* **WHAT IS REQUIRED**: Beginning at the top of the material, repeat each line exactly, and stop once the line with "use crate::battle::rules::BattleRules;" has been written.

* **DATA IN THIS EXERCISE**:
______
//! Host-facing commands shared by the terminal loop and the MCP server.
//!
//! Every command checks a session out of the store, runs one operation and commits the result.
//! Rejected operations never reach the store; they come back as explanatory text.

use crate::battle::engine::{self, TurnOutcome};
use crate::battle::rules::BattleRules;
use crate::battle::state::{BattleSession, EncounterRng};
use crate::config::ArenaConfig;
use crate::errors::{
    ActionError, BattleEngineError, BattleResult, BattleStateError, ConfigError, ProviderError,
};
use crate::player::{Roster, ROSTER_CAPACITY};
use crate::pokemon::Combatant;
use crate::provider::CreatureProvider;
use crate::session_store::SessionStore;
use crate::species::{self, DexPage, SpeciesQuery};
use crate::teams;
use schema::BattleStatus;
use std::sync::Arc;
use tokio::sync::Mutex;

/// Session id used by single-player hosts.
pub const DEFAULT_SESSION: &str = "default";

/// A parsed line of user input. Roster positions are 0-based here.
#[derive(Debug, Clone, PartialEq, Eq)]
pub enum Command {
    Search(SpeciesQuery),
    Add(SpeciesQuery),
    Remove(usize),
    Clear,
    Team,
    Start(usize),
    Attack,
    Switch(usize),
    Reset,
    NewOpponent,
    Status,
    Help,
    Quit,
}

/// Turn a 1-based position typed by a user into a roster index.
pub fn parse_slot(input: &str) -> Result<usize, String> {
    match input.trim().parse::<usize>() {
        Ok(0) | Err(_) => Err(format!(
            "'{}' is not a team slot. Use a number from 1 to {}.",
            input.trim(),
            ROSTER_CAPACITY
        )),
        Ok(position) => Ok(position - 1),
    }
}

impl Command {
    pub fn parse(line: &str) -> Result<Command, String> {
        let line = line.trim();
        let (verb, args) = match line.split_once(char::is_whitespace) {
            Some((verb, args)) => (verb, args.trim()),
            None => (line, ""),
        };

        match verb.to_lowercase().as_str() {
            "search" | "dex" | "lookup" => Ok(Command::Search(SpeciesQuery::parse(args))),
            "add" => {
                if args.is_empty() {
                    return Err("Which Pokémon do you want to add? (e.g., 'add pikachu')".to_string());
                }
                Ok(Command::Add(SpeciesQuery::parse(args)))
            }
            "remove" => parse_slot(args).map(Command::Remove),
            "clear" => Ok(Command::Clear),
            "team" => Ok(Command::Team),
            "start" | "fight" => {
                if args.is_empty() {
                    Ok(Command::Start(0))
                } else {
                    parse_slot(args).map(Command::Start)
                }
            }
            "attack" | "a" => Ok(Command::Attack),
            "switch" | "go" => parse_slot(args).map(Command::Switch),
            "reset" | "rematch" => Ok(Command::Reset),
            "new" | "new_opponent" => Ok(Command::NewOpponent),
            "status" | "s" => Ok(Command::Status),
            "help" | "h" | "?" => Ok(Command::Help),
            "quit" | "exit" | "q" => Ok(Command::Quit),
            "" => Err("Type a command, or 'help' to list them.".to_string()),
            other => Err(format!("Unknown command '{}'. Type 'help' to list commands.", other)),
        }
    }
}

pub fn help_text() -> String {
    [
        "Commands:",
        "  search <name|number>  Look a Pokémon up in the Pokédex",
        "  add <name|number>     Add a Pokémon to your team",
        "  remove <slot>         Remove a team member",
        "  clear                 Empty your team",
        "  team                  Show your team",
        "  start [slot]          Start a battle, leading with that slot",
        "  attack                Strike the opponent's active Pokémon",
        "  switch <slot>         Send out a different team member",
        "  reset                 Heal your team and rematch",
        "  new                   Heal your team and face a new opponent",
        "  status                Show the battle",
        "  quit                  Leave the arena",
    ]
    .join("\n")
}

/// User-facing text for a failed command.
pub fn describe_error(err: &BattleEngineError) -> String {
    match err {
        BattleEngineError::Action(ActionError::InvalidIndex(index)) => {
            format!("There is no Pokémon in slot {}.", index + 1)
        }
        BattleEngineError::Action(ActionError::FaintedCombatant(index)) => {
            format!("The Pokémon in slot {} has fainted and cannot battle.", index + 1)
        }
        BattleEngineError::Action(ActionError::RosterFull(capacity)) => {
            format!("Your team is full ({} Pokémon). Remove one first.", capacity)
        }
        BattleEngineError::Action(ActionError::RosterTooSmall { required, found }) => format!(
            "You need {} Pokémon to battle (you have {}).",
            required, found
        ),
        BattleEngineError::BattleState(BattleStateError::InvalidState(status)) => match status {
            BattleStatus::NotStarted => "No battle is in progress. Start one first.".to_string(),
            BattleStatus::InProgress => {
                "A battle is in progress. Reset it before changing your team.".to_string()
            }
            BattleStatus::PlayerVictory | BattleStatus::PlayerDefeat => {
                "The battle is over. Reset for a rematch or find a new opponent.".to_string()
            }
        },
        BattleEngineError::Provider(ProviderError::NotFound(_)) => "Pokémon not found!".to_string(),
        BattleEngineError::Provider(ProviderError::OutOfRange { limit, .. }) => {
            format!("Only Pokémon #1 to #{} can be used here.", limit)
        }
        BattleEngineError::Provider(ProviderError::Unavailable(_)) => {
            "The Pokédex cannot be reached right now. Try again later.".to_string()
        }
        other => other.to_string(),
    }
}

fn render_combatant_line(label: &str, combatant: Option<&Combatant>) -> String {
    match combatant {
        Some(combatant) => format!("{}: {}", label, combatant),
        None => format!("{}: none", label),
    }
}

pub fn render_dex_page(page: &DexPage) -> String {
    let mut output = format!("--- Pokédex ---\n{:#}\n", page.current);
    if let Some(front) = &page.current.sprites.front {
        output.push_str(&format!("Artwork: {}\n", front));
    }
    if let Some(prev) = &page.prev {
        output.push_str(&format!("Previous: #{:03} {}\n", prev.id, prev.name));
    }
    if let Some(next) = &page.next {
        output.push_str(&format!("Next: #{:03} {}\n", next.id, next.name));
    }
    if !page.evolutions.is_empty() {
        let chain = page
            .evolutions
            .iter()
            .map(|stage| format!("{} (#{})", stage.name, stage.id))
            .collect::<Vec<_>>()
            .join(" -> ");
        output.push_str(&format!("Evolutions: {}\n", chain));
    }
    output
}

pub fn render_team(roster: &Roster) -> String {
    format!(
        "--- Your Team ({}/{}) ---\n{}",
        roster.len(),
        ROSTER_CAPACITY,
        roster
    )
}

pub fn render_battle(session: &BattleSession) -> String {
    let header = match session.status {
        BattleStatus::NotStarted => return render_team(&session.player_roster),
        BattleStatus::InProgress => format!("--- Battle in Progress (turn {}) ---", session.turn_number),
        BattleStatus::PlayerVictory => "--- Battle Over: You Won! ---".to_string(),
        BattleStatus::PlayerDefeat => "--- Battle Over: You Lost! ---".to_string(),
    };

    let opponents = &session.opponent_roster;
    let remaining = opponents.len().saturating_sub(opponents.active_index());
    let mut lines = vec![
        header,
        render_combatant_line("You", session.player_roster.active()),
        render_combatant_line("Opponent", opponents.active()),
        format!("Opponents remaining: {}/{}", remaining, opponents.len()),
    ];
    if let Some(log) = &session.last_log {
        lines.push(format!("Last turn: {}", log));
    }
    lines.join("\n")
}

fn render_outcome(outcome: &TurnOutcome, session: &BattleSession) -> String {
    let mut output = String::new();
    if !outcome.log.is_empty() {
        output.push_str(&outcome.log);
        output.push('\n');
    }
    output.push_str(&render_battle(session));
    if outcome.status.is_concluded() {
        output.push_str("\nType 'reset' for a rematch or 'new' for a new opponent.");
    }
    output
}

/// The arena: one session store, one creature provider and one rule set.
pub struct Arena {
    store: SessionStore,
    provider: Arc<dyn CreatureProvider>,
    rules: BattleRules,
    encounters: Mutex<EncounterRng>,
}

impl Arena {
    pub fn new(provider: Arc<dyn CreatureProvider>, rules: BattleRules) -> Self {
        let encounters = EncounterRng::from_seed_or_random(rules.encounter_seed);
        Self {
            store: SessionStore::new(),
            provider,
            rules,
            encounters: Mutex::new(encounters),
        }
    }

    pub fn from_config(config: &ArenaConfig) -> Result<Self, ConfigError> {
        Ok(Self::new(config.build_provider()?, config.rules.clone()))
    }

    pub fn with_encounters(mut self, encounters: EncounterRng) -> Self {
        self.encounters = Mutex::new(encounters);
        self
    }

    pub fn rules(&self) -> &BattleRules {
        &self.rules
    }

    pub fn store(&self) -> &SessionStore {
        &self.store
    }

    /// Run a parsed command and render the result, rejections included.
    pub async fn execute(&self, session_id: &str, command: Command) -> String {
        let result = match command {
            Command::Search(query) => self.search(&query).await,
            Command::Add(query) => self.add(session_id, &query).await,
            Command::Remove(index) => self.remove(session_id, index).await,
            Command::Clear => self.clear(session_id).await,
            Command::Team => self.team(session_id).await,
            Command::Start(index) => self.start(session_id, index).await,
            Command::Attack => self.attack(session_id).await,
            Command::Switch(index) => self.switch(session_id, index).await,
            Command::Reset => self.reset(session_id).await,
            Command::NewOpponent => self.new_opponent(session_id).await,
            Command::Status => self.status(session_id).await,
            Command::Help => Ok(help_text()),
            Command::Quit => Ok("Goodbye!".to_string()),
        };

        match result {
            Ok(text) => text,
            Err(err) => {
                if err.is_rejection() {
                    tracing::debug!(error = %err, "command rejected");
                } else {
                    tracing::warn!(error = %err, "command failed");
                }
                describe_error(&err)
            }
        }
    }

    pub async fn search(&self, query: &SpeciesQuery) -> BattleResult<String> {
        let page = species::browse(self.provider.as_ref(), query, &self.rules).await?;
        Ok(render_dex_page(&page))
    }

    pub async fn add(&self, session_id: &str, query: &SpeciesQuery) -> BattleResult<String> {
        let mut lease = self.store.checkout(session_id).await?;
        let added =
            teams::add_member(&mut lease.session, self.provider.as_ref(), query, &self.rules).await?;
        let size = lease.session.player_roster.len();
        lease.commit()?;
        Ok(format!(
            "{} joined your team! ({}/{})",
            added.name, size, ROSTER_CAPACITY
        ))
    }

    pub async fn remove(&self, session_id: &str, index: usize) -> BattleResult<String> {
        let mut lease = self.store.checkout(session_id).await?;
        let removed = teams::remove_member(&mut lease.session, index)?;
        lease.commit()?;
        Ok(format!("{} left your team.", removed.name))
    }

    pub async fn clear(&self, session_id: &str) -> BattleResult<String> {
        let mut lease = self.store.checkout(session_id).await?;
        teams::clear_team(&mut lease.session)?;
        lease.commit()?;
        Ok("Your team is empty.".to_string())
    }

    pub async fn team(&self, session_id: &str) -> BattleResult<String> {
        let session = self.store.snapshot(session_id).await?;
        Ok(render_team(&session.player_roster))
    }

    pub async fn start(&self, session_id: &str, index: usize) -> BattleResult<String> {
        let mut lease = self.store.checkout(session_id).await?;
        let outcome = {
            let mut encounters = self.encounters.lock().await;
            engine::start_battle(
                &mut lease.session,
                index,
                self.provider.as_ref(),
                &mut encounters,
                &self.rules,
            )
            .await?
        };
        let text = render_outcome(&outcome, &lease.session);
        lease.commit()?;
        Ok(text)
    }

    pub async fn attack(&self, session_id: &str) -> BattleResult<String> {
        let mut lease = self.store.checkout(session_id).await?;
        let outcome = engine::resolve_turn(&mut lease.session, &self.rules)?;
        let text = render_outcome(&outcome, &lease.session);
        lease.commit()?;
        Ok(text)
    }

    pub async fn switch(&self, session_id: &str, index: usize) -> BattleResult<String> {
        let mut lease = self.store.checkout(session_id).await?;
        let outcome = engine::switch_active(&mut lease.session, index)?;
        let text = render_outcome(&outcome, &lease.session);
        lease.commit()?;
        Ok(text)
    }

    pub async fn reset(&self, session_id: &str) -> BattleResult<String> {
        let mut lease = self.store.checkout(session_id).await?;
        engine::reset(&mut lease.session)?;
        let text = format!(
            "Your team has been healed. Ready for a rematch!\n{}",
            render_team(&lease.session.player_roster)
        );
        lease.commit()?;
        Ok(text)
    }

    pub async fn new_opponent(&self, session_id: &str) -> BattleResult<String> {
        let mut lease = self.store.checkout(session_id).await?;
        engine::new_opponent(&mut lease.session)?;
        let text = format!(
            "Your team has been healed. A new challenger awaits!\n{}",
            render_team(&lease.session.player_roster)
        );
        lease.commit()?;
        Ok(text)
    }

    pub async fn status(&self, session_id: &str) -> BattleResult<String> {
        let session = self.store.snapshot(session_id).await?;
        Ok(render_battle(&session))
    }
}
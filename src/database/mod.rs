//! Database module exports.
//!
//! - `Gateway` - the async persistence boundary consumed by the store
//! - `MongoGateway` - providers stored in MongoDB
//! - `MemoryGateway` - in-process store for tests and demos

mod gateway;
mod memory;
mod models;
mod mongo;
mod providers;

pub use gateway::Gateway;
pub use memory::{GatewayStats, MemoryGateway};
pub use models::*;
pub use mongo::Database;
pub use providers::MongoGateway;
//! provider-cache - command line access to provider configurations.
//!
//! Runs every command through the reactive store, so reads are served from
//! the cache and writes are applied optimistically before the store confirms.
//!
//! Use `--memory` to run against a seeded in-process store instead of MongoDB.

use std::sync::Arc;

use clap::{Parser, Subcommand};
use tracing::info;
use tracing_subscriber::EnvFilter;

use provider_cache::config::Config;
use provider_cache::database::Database;
use provider_cache::{
    EntityStore, Gateway, MemoryGateway, MongoGateway, ProviderConfig, ProviderPatch,
};

#[derive(Debug, Parser)]
#[command(name = "provider-cache", version, about = "Inspect and edit provider configurations")]
struct Cli {
    /// Use a seeded in-memory store instead of MongoDB
    #[arg(long)]
    memory: bool,

    #[command(subcommand)]
    command: Command,
}

#[derive(Debug, Subcommand)]
enum Command {
    /// List providers, enabled first
    List,
    /// Show one provider as JSON
    Show { id: String },
    /// Enable a provider
    Enable { id: String },
    /// Disable a provider
    Disable { id: String },
    /// Select the model of a provider
    SetModel { id: String, model: String },
    /// Show the default provider
    Default,
}

#[tokio::main]
async fn main() -> anyhow::Result<()> {
    // Load .env file first (before anything else)
    dotenvy::dotenv().ok();

    // If RUST_LOG is not set, default to "info" level for our crate
    let filter = EnvFilter::try_from_default_env()
        .unwrap_or_else(|_| EnvFilter::new("provider_cache=info"));

    tracing_subscriber::fmt()
        .with_env_filter(filter)
        .with_writer(std::io::stderr)
        .init();

    let cli = Cli::parse();
    let config = Config::from_env()?;
    info!("Configuration loaded successfully");

    let gateway: Arc<dyn Gateway<ProviderConfig>> = if cli.memory {
        info!("Using in-memory provider store");
        Arc::new(demo_gateway())
    } else {
        info!("Connecting to MongoDB...");
        let db = Database::connect(&config).await?;
        Arc::new(MongoGateway::new(&db))
    };

    let store = EntityStore::new(gateway, config.cache.clone());
    run(&store, cli.command).await
}

async fn run(store: &EntityStore<ProviderConfig>, command: Command) -> anyhow::Result<()> {
    match command {
        Command::List => {
            let providers = store.list_sorted_by(ProviderConfig::display_key).await?;
            // `*` usable, `!` enabled without a model
            for provider in providers {
                let marker = match (provider.is_usable(), provider.enabled) {
                    (true, _) => "*",
                    (false, true) => "!",
                    (false, false) => " ",
                };
                println!(
                    "{} {:<16} {:<24} {}",
                    marker,
                    provider.id,
                    provider.name,
                    provider.model.as_deref().unwrap_or("-"),
                );
            }
        }
        Command::Show { id } => {
            let provider = store.load(&id).await?;
            println!("{}", serde_json::to_string_pretty(provider.as_ref())?);
        }
        Command::Enable { id } => {
            apply(store, &id, ProviderPatch::default().enabled(true)).await?;
        }
        Command::Disable { id } => {
            apply(store, &id, ProviderPatch::default().enabled(false)).await?;
        }
        Command::SetModel { id, model } => {
            apply(store, &id, ProviderPatch::default().model(model)).await?;
        }
        Command::Default => {
            let provider = store.initialize().await?;
            println!("{} ({})", provider.name, provider.id);
        }
    }

    Ok(())
}

/// Apply a patch, logging every change the store announces.
async fn apply(
    store: &EntityStore<ProviderConfig>,
    id: &str,
    patch: ProviderPatch,
) -> anyhow::Result<()> {
    store.load(id).await?;

    let reader = store.clone();
    let key = id.to_string();
    let _watch = store.subscribe(id, move || {
        if let Some(provider) = reader.get_snapshot(&key) {
            info!(
                "{} changed: enabled={}, model={:?}",
                provider.id, provider.enabled, provider.model
            );
        }
    });

    let pending = store.update(id, patch);
    let confirmed = pending.await?;
    println!(
        "{} ({}) enabled={} model={}",
        confirmed.name,
        confirmed.id,
        confirmed.enabled,
        confirmed.model.as_deref().unwrap_or("-"),
    );
    Ok(())
}

/// Store used by `--memory`.
fn demo_gateway() -> MemoryGateway<ProviderConfig> {
    let mut openai = ProviderConfig::new("openai", "OpenAI");
    openai.base_url = Some("https://api.openai.com/v1".to_string());
    openai.model = Some("gpt-4o".to_string());
    openai.enabled = true;
    openai.is_default = true;

    let mut anthropic = ProviderConfig::new("anthropic", "Anthropic");
    anthropic.base_url = Some("https://api.anthropic.com".to_string());
    anthropic.sort_order = 1;

    let mut ollama = ProviderConfig::new("ollama", "Ollama");
    ollama.base_url = Some("http://localhost:11434".to_string());
    ollama.sort_order = 2;

    let gateway = MemoryGateway::with_entities([openai, anthropic, ollama]);
    gateway.set_default("openai");
    gateway
}
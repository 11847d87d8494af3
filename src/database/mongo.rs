//! MongoDB connection for the provider store.

use anyhow::Context;
use mongodb::{Client, Collection, bson::doc, options::ClientOptions};
use tracing::info;

use super::ProviderConfig;
use crate::config::Config;

/// Connected MongoDB database holding the provider collection.
#[derive(Debug, Clone)]
pub struct Database {
    db: mongodb::Database,
    providers_collection: String,
}

impl Database {
    /// Connect using the MongoDB settings in `config`.
    ///
    /// # Errors
    /// Returns error if `MONGODB_URI` is missing or invalid, or the server
    /// does not answer a ping.
    pub async fn connect(config: &Config) -> anyhow::Result<Self> {
        let uri = config.require_mongodb_uri()?;
        let mut options = ClientOptions::parse(uri)
            .await
            .context("invalid MongoDB connection string")?;
        options.app_name.get_or_insert_with(|| "provider-cache".to_string());
        let client = Client::with_options(options)?;

        let db = client.database(&config.mongodb_database);
        db.run_command(doc! { "ping": 1 })
            .await
            .with_context(|| format!("MongoDB database '{}' did not answer ping", config.mongodb_database))?;

        info!(
            "Connected to MongoDB database '{}' (providers in '{}')",
            config.mongodb_database, config.providers_collection
        );

        Ok(Self {
            db,
            providers_collection: config.providers_collection.clone(),
        })
    }

    /// Provider documents.
    pub fn providers(&self) -> Collection<ProviderConfig> {
        self.db.collection(&self.providers_collection)
    }
}
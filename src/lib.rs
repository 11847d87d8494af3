//! Provider Cache - reactive entity cache with optimistic updates.
//!
//! Keeps provider configurations in memory in front of a slow, async store.
//! Reads are synchronous snapshots, writes are applied optimistically and
//! reconciled once the store answers, and subscribers hear about every
//! change to what they watch.
//!
//! ## Architecture
//!
//! - `cache` - entity cache, default slot and subscription registry
//! - `store` - consumer-facing store: snapshots, updates, initialization
//! - `database` - persistence gateway trait with MongoDB and memory backends
//! - `config` - environment configuration
//! - `error` - error types

pub mod cache;
pub mod config;
pub mod database;
pub mod entity;
pub mod error;
pub mod store;

pub use cache::{CacheConfig, EntityCache, Subscription, SubscriptionRegistry};
pub use database::{Gateway, MemoryGateway, MongoGateway, ProviderConfig, ProviderPatch};
pub use entity::Entity;
pub use error::{CacheError, GatewayError};
pub use store::{EntityStore, LoadState};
______
* **TASK RESPONSE**:
//! Host-facing commands shared by the terminal loop and the MCP server.
//!
//! Every command checks a session out of the store, runs one operation and commits the result.
//! Rejected operations never reach the store; they come back as explanatory text.

use crate::battle::engine::{self, TurnOutcome};
use crate::battle::rules::BattleRules;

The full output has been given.